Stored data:
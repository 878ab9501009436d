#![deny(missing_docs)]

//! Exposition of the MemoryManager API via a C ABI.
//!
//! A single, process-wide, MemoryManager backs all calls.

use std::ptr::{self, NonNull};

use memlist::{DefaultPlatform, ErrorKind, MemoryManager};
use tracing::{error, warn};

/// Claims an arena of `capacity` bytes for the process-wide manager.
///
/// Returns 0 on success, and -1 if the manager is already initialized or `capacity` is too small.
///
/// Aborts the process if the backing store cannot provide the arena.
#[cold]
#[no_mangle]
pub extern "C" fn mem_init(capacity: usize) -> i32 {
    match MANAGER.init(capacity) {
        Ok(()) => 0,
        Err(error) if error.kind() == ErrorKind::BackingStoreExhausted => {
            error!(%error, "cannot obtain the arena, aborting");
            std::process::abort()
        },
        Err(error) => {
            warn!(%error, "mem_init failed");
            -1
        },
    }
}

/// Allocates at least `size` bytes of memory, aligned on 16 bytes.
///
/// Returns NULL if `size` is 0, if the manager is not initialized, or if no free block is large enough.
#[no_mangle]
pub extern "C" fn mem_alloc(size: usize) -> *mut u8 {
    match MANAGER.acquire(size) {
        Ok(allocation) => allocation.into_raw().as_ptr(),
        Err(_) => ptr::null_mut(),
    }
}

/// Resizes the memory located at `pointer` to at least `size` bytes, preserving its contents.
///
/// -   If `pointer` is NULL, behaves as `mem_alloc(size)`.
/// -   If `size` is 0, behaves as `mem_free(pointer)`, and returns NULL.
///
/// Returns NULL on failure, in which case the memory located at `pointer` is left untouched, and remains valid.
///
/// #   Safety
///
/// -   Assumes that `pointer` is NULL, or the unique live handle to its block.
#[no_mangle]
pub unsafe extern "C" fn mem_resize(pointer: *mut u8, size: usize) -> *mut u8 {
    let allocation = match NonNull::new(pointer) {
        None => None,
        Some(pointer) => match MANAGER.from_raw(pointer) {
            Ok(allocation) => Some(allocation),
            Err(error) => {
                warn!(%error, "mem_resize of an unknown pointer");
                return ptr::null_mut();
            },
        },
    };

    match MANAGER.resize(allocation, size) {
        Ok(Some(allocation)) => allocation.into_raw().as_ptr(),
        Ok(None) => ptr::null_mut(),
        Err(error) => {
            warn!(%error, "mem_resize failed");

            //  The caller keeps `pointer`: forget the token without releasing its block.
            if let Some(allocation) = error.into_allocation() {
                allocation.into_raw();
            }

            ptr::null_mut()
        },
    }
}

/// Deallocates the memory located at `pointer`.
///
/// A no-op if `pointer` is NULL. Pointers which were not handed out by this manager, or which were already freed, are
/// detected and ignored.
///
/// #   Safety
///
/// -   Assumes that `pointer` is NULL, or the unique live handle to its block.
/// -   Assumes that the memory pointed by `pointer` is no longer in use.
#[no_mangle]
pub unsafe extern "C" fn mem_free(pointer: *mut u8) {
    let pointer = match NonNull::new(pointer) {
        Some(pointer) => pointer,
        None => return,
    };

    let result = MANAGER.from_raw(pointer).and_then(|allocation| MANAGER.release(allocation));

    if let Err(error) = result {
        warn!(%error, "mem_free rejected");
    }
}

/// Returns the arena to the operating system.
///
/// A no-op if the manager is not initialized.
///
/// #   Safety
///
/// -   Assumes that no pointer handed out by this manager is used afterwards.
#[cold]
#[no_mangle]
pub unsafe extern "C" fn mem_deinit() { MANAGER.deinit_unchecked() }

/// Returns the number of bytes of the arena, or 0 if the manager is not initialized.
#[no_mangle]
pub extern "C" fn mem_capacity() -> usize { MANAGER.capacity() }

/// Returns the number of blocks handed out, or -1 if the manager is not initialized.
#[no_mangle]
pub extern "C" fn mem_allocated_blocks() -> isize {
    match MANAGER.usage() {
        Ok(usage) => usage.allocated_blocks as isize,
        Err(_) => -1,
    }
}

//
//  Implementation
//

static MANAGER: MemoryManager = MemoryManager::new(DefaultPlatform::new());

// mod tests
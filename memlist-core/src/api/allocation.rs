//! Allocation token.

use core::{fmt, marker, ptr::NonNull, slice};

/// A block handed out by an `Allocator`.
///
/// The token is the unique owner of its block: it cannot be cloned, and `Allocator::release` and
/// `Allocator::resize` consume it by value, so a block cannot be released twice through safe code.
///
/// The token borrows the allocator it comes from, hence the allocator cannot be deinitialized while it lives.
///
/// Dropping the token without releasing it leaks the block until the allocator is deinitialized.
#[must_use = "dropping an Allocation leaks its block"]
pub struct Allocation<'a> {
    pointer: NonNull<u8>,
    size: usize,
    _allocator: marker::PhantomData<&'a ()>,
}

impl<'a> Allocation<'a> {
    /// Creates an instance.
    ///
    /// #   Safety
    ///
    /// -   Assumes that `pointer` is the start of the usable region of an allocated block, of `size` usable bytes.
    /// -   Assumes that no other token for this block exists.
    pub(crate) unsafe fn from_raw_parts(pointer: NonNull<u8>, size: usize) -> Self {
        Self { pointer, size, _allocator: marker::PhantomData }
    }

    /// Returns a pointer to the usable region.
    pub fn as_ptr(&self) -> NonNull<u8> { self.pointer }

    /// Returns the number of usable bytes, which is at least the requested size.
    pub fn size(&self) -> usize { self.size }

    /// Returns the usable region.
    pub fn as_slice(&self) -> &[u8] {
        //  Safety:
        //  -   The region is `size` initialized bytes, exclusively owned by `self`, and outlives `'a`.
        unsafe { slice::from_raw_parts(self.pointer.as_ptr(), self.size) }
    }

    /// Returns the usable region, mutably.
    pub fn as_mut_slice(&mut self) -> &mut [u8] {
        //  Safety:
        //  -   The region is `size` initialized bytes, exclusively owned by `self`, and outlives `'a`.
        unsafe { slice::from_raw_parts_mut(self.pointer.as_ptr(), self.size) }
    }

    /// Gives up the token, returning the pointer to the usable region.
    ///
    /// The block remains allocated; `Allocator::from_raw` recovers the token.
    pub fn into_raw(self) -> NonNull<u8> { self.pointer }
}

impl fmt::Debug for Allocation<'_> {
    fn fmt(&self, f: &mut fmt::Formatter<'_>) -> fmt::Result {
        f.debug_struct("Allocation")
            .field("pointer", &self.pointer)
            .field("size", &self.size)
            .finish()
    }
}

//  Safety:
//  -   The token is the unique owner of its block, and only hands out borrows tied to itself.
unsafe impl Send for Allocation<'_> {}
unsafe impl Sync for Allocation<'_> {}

> **Prompt**: Print out each record above exactly, with nothing omitted.

> **Result of the task**:
repository 878ab9501009436d
#![deny(missing_docs)]

//! Exposition of the MemoryManager API via a C ABI.
//!
//! A single, process-wide, MemoryManager backs all calls.

use std::ptr::{self, NonNull};

use memlist::{DefaultPlatform, ErrorKind, MemoryManager};
use tracing::{error, warn};

/// Claims an arena of `capacity` bytes for the process-wide manager.
///
/// Returns 0 on success, and -1 if the manager is already initialized or `capacity` is too small.
///
/// Aborts the process if the backing store cannot provide the arena.
#[cold]
#[no_mangle]
pub extern "C" fn mem_init(capacity: usize) -> i32 {
    match MANAGER.init(capacity) {
        Ok(()) => 0,
        Err(error) if error.kind() == ErrorKind::BackingStoreExhausted => {
            error!(%error, "cannot obtain the arena, aborting");
            std::process::abort()
        },
        Err(error) => {
            warn!(%error, "mem_init failed");
            -1
        },
    }
}

/// Allocates at least `size` bytes of memory, aligned on 16 bytes.
///
/// Returns NULL if `size` is 0, if the manager is not initialized, or if no free block is large enough.
#[no_mangle]
pub extern "C" fn mem_alloc(size: usize) -> *mut u8 {
    match MANAGER.acquire(size) {
        Ok(allocation) => allocation.into_raw().as_ptr(),
        Err(_) => ptr::null_mut(),
    }
}

/// Resizes the memory located at `pointer` to at least `size` bytes, preserving its contents.
///
/// -   If `pointer` is NULL, behaves as `mem_alloc(size)`.
/// -   If `size` is 0, behaves as `mem_free(pointer)`, and returns NULL.
///
/// Returns NULL on failure, in which case the memory located at `pointer` is left untouched, and remains valid.
///
/// #   Safety
///
/// -   Assumes that `pointer` is NULL, or the unique live handle to its block.
#[no_mangle]
pub unsafe extern "C" fn mem_resize(pointer: *mut u8, size: usize) -> *mut u8 {
    let allocation = match NonNull::new(pointer) {
        None => None,
        Some(pointer) => match MANAGER.from_raw(pointer) {
            Ok(allocation) => Some(allocation),
            Err(error) => {
                warn!(%error, "mem_resize of an unknown pointer");
                return ptr::null_mut();
            },
        },
    };

    match MANAGER.resize(allocation, size) {
        Ok(Some(allocation)) => allocation.into_raw().as_ptr(),
        Ok(None) => ptr::null_mut(),
        Err(error) => {
            warn!(%error, "mem_resize failed");

            //  The caller keeps `pointer`: forget the token without releasing its block.
            if let Some(allocation) = error.into_allocation() {
                allocation.into_raw();
            }

            ptr::null_mut()
        },
    }
}

/// Deallocates the memory located at `pointer`.
///
/// A no-op if `pointer` is NULL. Pointers which were not handed out by this manager, or which were already freed, are
/// detected and ignored.
///
/// #   Safety
///
/// -   Assumes that `pointer` is NULL, or the unique live handle to its block.
/// -   Assumes that the memory pointed by `pointer` is no longer in use.
#[no_mangle]
pub unsafe extern "C" fn mem_free(pointer: *mut u8) {
    let pointer = match NonNull::new(pointer) {
        Some(pointer) => pointer,
        None => return,
    };

    let result = MANAGER.from_raw(pointer).and_then(|allocation| MANAGER.release(allocation));

    if let Err(error) = result {
        warn!(%error, "mem_free rejected");
    }
}

/// Returns the arena to the operating system.
///
/// A no-op if the manager is not initialized.
///
/// #   Safety
///
/// -   Assumes that no pointer handed out by this manager is used afterwards.
#[cold]
#[no_mangle]
pub unsafe extern "C" fn mem_deinit() { MANAGER.deinit_unchecked() }

/// Returns the number of bytes of the arena, or 0 if the manager is not initialized.
#[no_mangle]
pub extern "C" fn mem_capacity() -> usize { MANAGER.capacity() }

/// Returns the number of blocks handed out, or -1 if the manager is not initialized.
#[no_mangle]
pub extern "C" fn mem_allocated_blocks() -> isize {
    match MANAGER.usage() {
        Ok(usage) => usage.allocated_blocks as isize,
        Err(_) => -1,
    }
}

//
//  Implementation
//

static MANAGER: MemoryManager = MemoryManager::new(DefaultPlatform::new());

// mod tests
filename memlist-core/src/api/allocation.rs
//! Allocation token.

use core::{fmt, marker, ptr::NonNull, slice};

/// A block handed out by an `Allocator`.
///
/// The token is the unique owner of its block: it cannot be cloned, and `Allocator::release` and
/// `Allocator::resize` consume it by value, so a block cannot be released twice through safe code.
///
/// The token borrows the allocator it comes from, hence the allocator cannot be deinitialized while it lives.
///
/// Dropping the token without releasing it leaks the block until the allocator is deinitialized.
#[must_use = "dropping an Allocation leaks its block"]
pub struct Allocation<'a> {
    pointer: NonNull<u8>,
    size: usize,
    _allocator: marker::PhantomData<&'a ()>,
}

impl<'a> Allocation<'a> {
    /// Creates an instance.
    ///
    /// #   Safety
    ///
    /// -   Assumes that `pointer` is the start of the usable region of an allocated block, of `size` usable bytes.
    /// -   Assumes that no other token for this block exists.
    pub(crate) unsafe fn from_raw_parts(pointer: NonNull<u8>, size: usize) -> Self {
        Self { pointer, size, _allocator: marker::PhantomData }
    }

    /// Returns a pointer to the usable region.
    pub fn as_ptr(&self) -> NonNull<u8> { self.pointer }

    /// Returns the number of usable bytes, which is at least the requested size.
    pub fn size(&self) -> usize { self.size }

    /// Returns the usable region.
    pub fn as_slice(&self) -> &[u8] {
        //  Safety:
        //  -   The region is `size` initialized bytes, exclusively owned by `self`, and outlives `'a`.
        unsafe { slice::from_raw_parts(self.pointer.as_ptr(), self.size) }
    }

    /// Returns the usable region, mutably.
    pub fn as_mut_slice(&mut self) -> &mut [u8] {
        //  Safety:
        //  -   The region is `size` initialized bytes, exclusively owned by `self`, and outlives `'a`.
        unsafe { slice::from_raw_parts_mut(self.pointer.as_ptr(), self.size) }
    }

    /// Gives up the token, returning the pointer to the usable region.
    ///
    /// The block remains allocated; `Allocator::from_raw` recovers the token.
    pub fn into_raw(self) -> NonNull<u8> { self.pointer }
}

impl fmt::Debug for Allocation<'_> {
    fn fmt(&self, f: &mut fmt::Formatter<'_>) -> fmt::Result {
        f.debug_struct("Allocation")
            .field("pointer", &self.pointer)
            .field("size", &self.size)
            .finish()
    }
}

//  Safety:
//  -   The token is the unique owner of its block, and only hands out borrows tied to itself.
unsafe impl Send for Allocation<'_> {}
unsafe impl Sync for Allocation<'_> {}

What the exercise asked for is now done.